Stored data entries:

========

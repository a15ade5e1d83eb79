//! `yatina attempt` - resolve a lesson attempt and persist the outcome

use anyhow::{bail, Result};
use chrono::Utc;
use tracing::warn;
use yatina::config::Settings;
use yatina::engine::{
    apply_effects, is_unlocked, AttemptOutcome, OutcomePolicy, ProbabilisticOutcome, RewardEngine,
};
use yatina::store::{ProgressStore, SqliteStore};

pub async fn attempt_command(
    store: &SqliteStore,
    settings: &Settings,
    user: &str,
    lesson_title: &str,
) -> Result<()> {
    let profile = super::find_profile(store, user).await?;
    let lessons = store.list_lessons().await?;
    let progress = store.list_progress(&profile.id).await?;

    let Some(lesson) = lessons.iter().find(|l| l.title == lesson_title) else {
        bail!("no lesson titled '{lesson_title}'");
    };
    if !is_unlocked(settings.unlock_mode, lesson, &lessons, &progress) {
        bail!("'{}' is locked; complete the previous lesson first", lesson.title);
    }

    let outcome = ProbabilisticOutcome {
        success_rate: settings.success_rate,
    }
    .resolve();
    let record = progress.iter().find(|p| p.lesson_id == lesson.id);

    let mut engine = RewardEngine::new();
    let resolution = engine.resolve_attempt(&profile, lesson, record, outcome, Utc::now())?;

    if let Err(err) = apply_effects(store, &resolution.effects).await {
        // Local state is ahead of the store; the next interaction retries
        warn!(%err, "failed to persist attempt outcome");
        bail!("attempt resolved but could not be saved: {err}");
    }

    // Refresh-after-write before reporting authoritative numbers
    let profile = store.get_profile(&profile.id).await?;
    match resolution.outcome {
        AttemptOutcome::Success => println!(
            "Excellent! {} stars, +{} XP (level {})",
            resolution.stars_awarded, resolution.xp_delta, profile.level
        ),
        AttemptOutcome::Failure => println!(
            "Try again! You lost a life ({} left).",
            profile.lives
        ),
    }
    Ok(())
}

========

| What to produce |
Transcribe all the entries exactly, as they stand.

| Result for this task |
repository a15ade5e1d83eb79
//! `yatina attempt` - resolve a lesson attempt and persist the outcome

use anyhow::{bail, Result};
use chrono::Utc;
use tracing::warn;
use yatina::config::Settings;
use yatina::engine::{
    apply_effects, is_unlocked, AttemptOutcome, OutcomePolicy, ProbabilisticOutcome, RewardEngine,
};
use yatina::store::{ProgressStore, SqliteStore};

pub async fn attempt_command(
    store: &SqliteStore,
    settings: &Settings,
    user: &str,
    lesson_title: &str,
) -> Result<()> {
    let profile = super::find_profile(store, user).await?;
    let lessons = store.list_lessons().await?;
    let progress = store.list_progress(&profile.id).await?;

    let Some(lesson) = lessons.iter().find(|l| l.title == lesson_title) else {
        bail!("no lesson titled '{lesson_title}'");
    };
    if !is_unlocked(settings.unlock_mode, lesson, &lessons, &progress) {
        bail!("'{}' is locked; complete the previous lesson first", lesson.title);
    }

    let outcome = ProbabilisticOutcome {
        success_rate: settings.success_rate,
    }
    .resolve();
    let record = progress.iter().find(|p| p.lesson_id == lesson.id);

    let mut engine = RewardEngine::new();
    let resolution = engine.resolve_attempt(&profile, lesson, record, outcome, Utc::now())?;

    if let Err(err) = apply_effects(store, &resolution.effects).await {
        // Local state is ahead of the store; the next interaction retries
        warn!(%err, "failed to persist attempt outcome");
        bail!("attempt resolved but could not be saved: {err}");
    }

    // Refresh-after-write before reporting authoritative numbers
    let profile = store.get_profile(&profile.id).await?;
    match resolution.outcome {
        AttemptOutcome::Success => println!(
            "Excellent! {} stars, +{} XP (level {})",
            resolution.stars_awarded, resolution.xp_delta, profile.level
        ),
        AttemptOutcome::Failure => println!(
            "Try again! You lost a life ({} left).",
            profile.lives
        ),
    }
    Ok(())
}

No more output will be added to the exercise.